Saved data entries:

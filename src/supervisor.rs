//! Per-node supervision and routing of graph actors.
//!
//! The supervisor exclusively owns the set of live graph actors. Any message
//! carrying a flow id is routed to the owning actor, demand-spawning it if it
//! is not resident (journal replay hydrates it). Actors ask to be evicted
//! when idle; a crashed or evicted actor is respawned on the next message for
//! its flow.

use std::collections::HashMap;
use std::sync::Arc;

use tokio::sync::{broadcast, mpsc, oneshot};
use tokio::task::JoinHandle;
use tracing::{debug, info, warn};

use crate::actor::{
    spawn_graph_actor, DeactivateGraph, GraphActorConfig, GraphActorHandle, GraphRequest,
};
use crate::executor::ExecutorHandle;
use crate::journal::EventJournal;
use crate::model::{FlowCommand, FlowError, FlowId, FlowResponse, LifecycleEvent, Routable};

enum SupervisorMessage {
    Route(GraphRequest),
    LiveFlowCount(oneshot::Sender<usize>),
}

/// Cloneable front door to the node's flows.
#[derive(Clone)]
pub struct SupervisorHandle {
    tx: mpsc::Sender<SupervisorMessage>,
    lifecycle_tx: broadcast::Sender<LifecycleEvent>,
}

impl SupervisorHandle {
    /// Submit a command for a flow and await its typed response.
    pub async fn submit(
        &self,
        flow_id: FlowId,
        command: FlowCommand,
    ) -> Result<FlowResponse, FlowError> {
        let (reply, rx) = oneshot::channel();
        let request = GraphRequest {
            flow_id,
            command,
            reply,
        };
        if self
            .tx
            .send(SupervisorMessage::Route(request))
            .await
            .is_err()
        {
            return Err(FlowError::GraphNotFound { flow_id });
        }
        rx.await
            .unwrap_or(Err(FlowError::GraphNotFound { flow_id }))
    }

    /// Subscribe to graph lifecycle notices for every flow on this node.
    pub fn subscribe_lifecycle(&self) -> broadcast::Receiver<LifecycleEvent> {
        self.lifecycle_tx.subscribe()
    }

    /// Number of resident graph actors, for diagnostics.
    pub async fn live_flow_count(&self) -> usize {
        let (reply, rx) = oneshot::channel();
        if self
            .tx
            .send(SupervisorMessage::LiveFlowCount(reply))
            .await
            .is_err()
        {
            return 0;
        }
        rx.await.unwrap_or(0)
    }
}

pub struct Supervisor {
    handle: SupervisorHandle,
    task: JoinHandle<()>,
}

impl Supervisor {
    pub fn start(
        journal: Arc<dyn EventJournal>,
        executor: ExecutorHandle,
        actor_config: GraphActorConfig,
    ) -> Self {
        let (tx, rx) = mpsc::channel(256);
        let (deactivate_tx, deactivate_rx) = mpsc::channel(64);
        let (lifecycle_tx, _) = broadcast::channel(256);

        let inner = SupervisorTask {
            journal,
            executor,
            actor_config,
            children: HashMap::new(),
            deactivate_tx,
            lifecycle_tx: lifecycle_tx.clone(),
        };
        info!("starting graph supervisor");
        let task = tokio::spawn(inner.run(rx, deactivate_rx));
        Supervisor {
            handle: SupervisorHandle { tx, lifecycle_tx },
            task,
        }
    }

    pub fn handle(&self) -> SupervisorHandle {
        self.handle.clone()
    }

    pub async fn shutdown(self) {
        drop(self.handle);
        let _ = self.task.await;
    }
}

struct SupervisorTask {
    journal: Arc<dyn EventJournal>,
    executor: ExecutorHandle,
    actor_config: GraphActorConfig,
    children: HashMap<FlowId, GraphActorHandle>,
    deactivate_tx: mpsc::Sender<DeactivateGraph>,
    lifecycle_tx: broadcast::Sender<LifecycleEvent>,
}

impl SupervisorTask {
    async fn run(
        mut self,
        mut rx: mpsc::Receiver<SupervisorMessage>,
        mut deactivate_rx: mpsc::Receiver<DeactivateGraph>,
    ) {
        loop {
            tokio::select! {
                msg = rx.recv() => {
                    match msg {
                        Some(SupervisorMessage::Route(request)) => self.route(request).await,
                        Some(SupervisorMessage::LiveFlowCount(reply)) => {
                            let _ = reply.send(self.children.len());
                        }
                        None => break,
                    }
                }
                notice = deactivate_rx.recv() => {
                    if let Some(notice) = notice {
                        self.deactivate(notice).await;
                    }
                }
            }
        }
        for (_, child) in self.children.drain() {
            child.stop().await;
        }
        debug!("graph supervisor stopped");
    }

    async fn route(&mut self, request: GraphRequest) {
        let flow_id = request.flow_id();
        let child = self.child_for(flow_id);
        // The actor answers the caller directly; a mailbox that closed
        // between lookup and send means the actor died, so respawn once.
        if let Err(request) = child.forward(request).await {
            warn!(flow_id = %flow_id, "graph actor mailbox closed, respawning");
            self.children.remove(&flow_id);
            let child = self.child_for(flow_id);
            if let Err(request) = child.forward(request).await {
                let _ = request.reply.send(Err(FlowError::GraphNotFound { flow_id }));
            }
        }
    }

    /// Fetch the live child for a flow, respawning if it is gone. A respawn
    /// replays the journal; an empty journal makes the actor answer
    /// `GraphNotFound` for anything but `CreateGraph`.
    fn child_for(&mut self, flow_id: FlowId) -> GraphActorHandle {
        let respawn = match self.children.get(&flow_id) {
            Some(child) if !child.is_closed() => return child.clone(),
            Some(_) => {
                warn!(flow_id = %flow_id, "graph actor is gone, respawning");
                true
            }
            None => false,
        };
        if !respawn {
            debug!(flow_id = %flow_id, "spawning graph actor");
        }
        let child = spawn_graph_actor(
            flow_id,
            Arc::clone(&self.journal),
            self.executor.clone(),
            self.deactivate_tx.clone(),
            self.lifecycle_tx.clone(),
            self.actor_config.clone(),
        );
        self.children.insert(flow_id, child.clone());
        child
    }

    async fn deactivate(&mut self, notice: DeactivateGraph) {
        if let Some(child) = self.children.remove(&notice.flow_id) {
            child.stop().await;
            debug!(flow_id = %notice.flow_id, "evicted graph actor");
        }
    }
}

#[cfg(test)]
mod tests {
    use super::*;
    use crate::executor::{Executor, ExecutorConfig};
    use crate::journal::InMemoryJournal;
    use crate::model::{CompletionOperation, CompletionResult, Datum};
    use std::time::Duration;

    fn test_supervisor(actor_config: GraphActorConfig) -> (Supervisor, Arc<InMemoryJournal>) {
        let journal = Arc::new(InMemoryJournal::new());
        let blobs = Arc::new(crate::blobs::InMemoryBlobStore::new());
        let executor = Executor::start(ExecutorConfig::new("http://127.0.0.1:1"), blobs);
        let supervisor = Supervisor::start(
            Arc::clone(&journal) as Arc<dyn EventJournal>,
            executor.handle(),
            actor_config,
        );
        (supervisor, journal)
    }

    #[tokio::test]
    async fn create_route_and_reject_duplicates() {
        let (supervisor, _journal) = test_supervisor(GraphActorConfig::default());
        let handle = supervisor.handle();
        let flow_id = FlowId::generate();

        let response = handle
            .submit(
                flow_id,
                FlowCommand::CreateGraph {
                    function_id: "app/fn".into(),
                },
            )
            .await
            .unwrap();
        assert!(matches!(response, FlowResponse::GraphCreated { .. }));

        let err = handle
            .submit(
                flow_id,
                FlowCommand::CreateGraph {
                    function_id: "app/fn".into(),
                },
            )
            .await
            .unwrap_err();
        assert_eq!(err, FlowError::GraphAlreadyExists { flow_id });
    }

    #[tokio::test]
    async fn unknown_flow_returns_graph_not_found() {
        let (supervisor, _journal) = test_supervisor(GraphActorConfig::default());
        let handle = supervisor.handle();
        let err = handle
            .submit(FlowId::generate(), FlowCommand::GetGraphState)
            .await
            .unwrap_err();
        assert!(matches!(err, FlowError::GraphNotFound { .. }));
    }

    #[tokio::test]
    async fn evicted_flow_is_rehydrated_from_the_journal() {
        let (supervisor, _journal) = test_supervisor(GraphActorConfig {
            inactivity_timeout: Duration::from_millis(50),
            read_timeout: Duration::from_millis(50),
        });
        let handle = supervisor.handle();
        let flow_id = FlowId::generate();

        handle
            .submit(
                flow_id,
                FlowCommand::CreateGraph {
                    function_id: "app/fn".into(),
                },
            )
            .await
            .unwrap();
        handle
            .submit(
                flow_id,
                FlowCommand::AddCompletedValueStage {
                    result: CompletionResult::success(Datum::Empty),
                },
            )
            .await
            .unwrap();
        assert_eq!(handle.live_flow_count().await, 1);

        // Idle past the inactivity timeout; the actor asks to be evicted.
        tokio::time::sleep(Duration::from_millis(200)).await;
        assert_eq!(handle.live_flow_count().await, 0);

        // The next message respawns the actor and replays its state.
        let response = handle
            .submit(flow_id, FlowCommand::GetGraphState)
            .await
            .unwrap();
        match response {
            FlowResponse::GraphState(state) => {
                assert_eq!(state.stages.len(), 1);
                assert_eq!(
                    state.stages.values().next().unwrap().operation,
                    CompletionOperation::CompletedValue
                );
            }
            other => panic!("expected graph state, got {other:?}"),
        }
        assert_eq!(handle.live_flow_count().await, 1);
    }
}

_YOUR ASSIGNMENT_
The answer should be one number: how many lines in the data contain the word "oneshot".

_FINISHED TASK_
4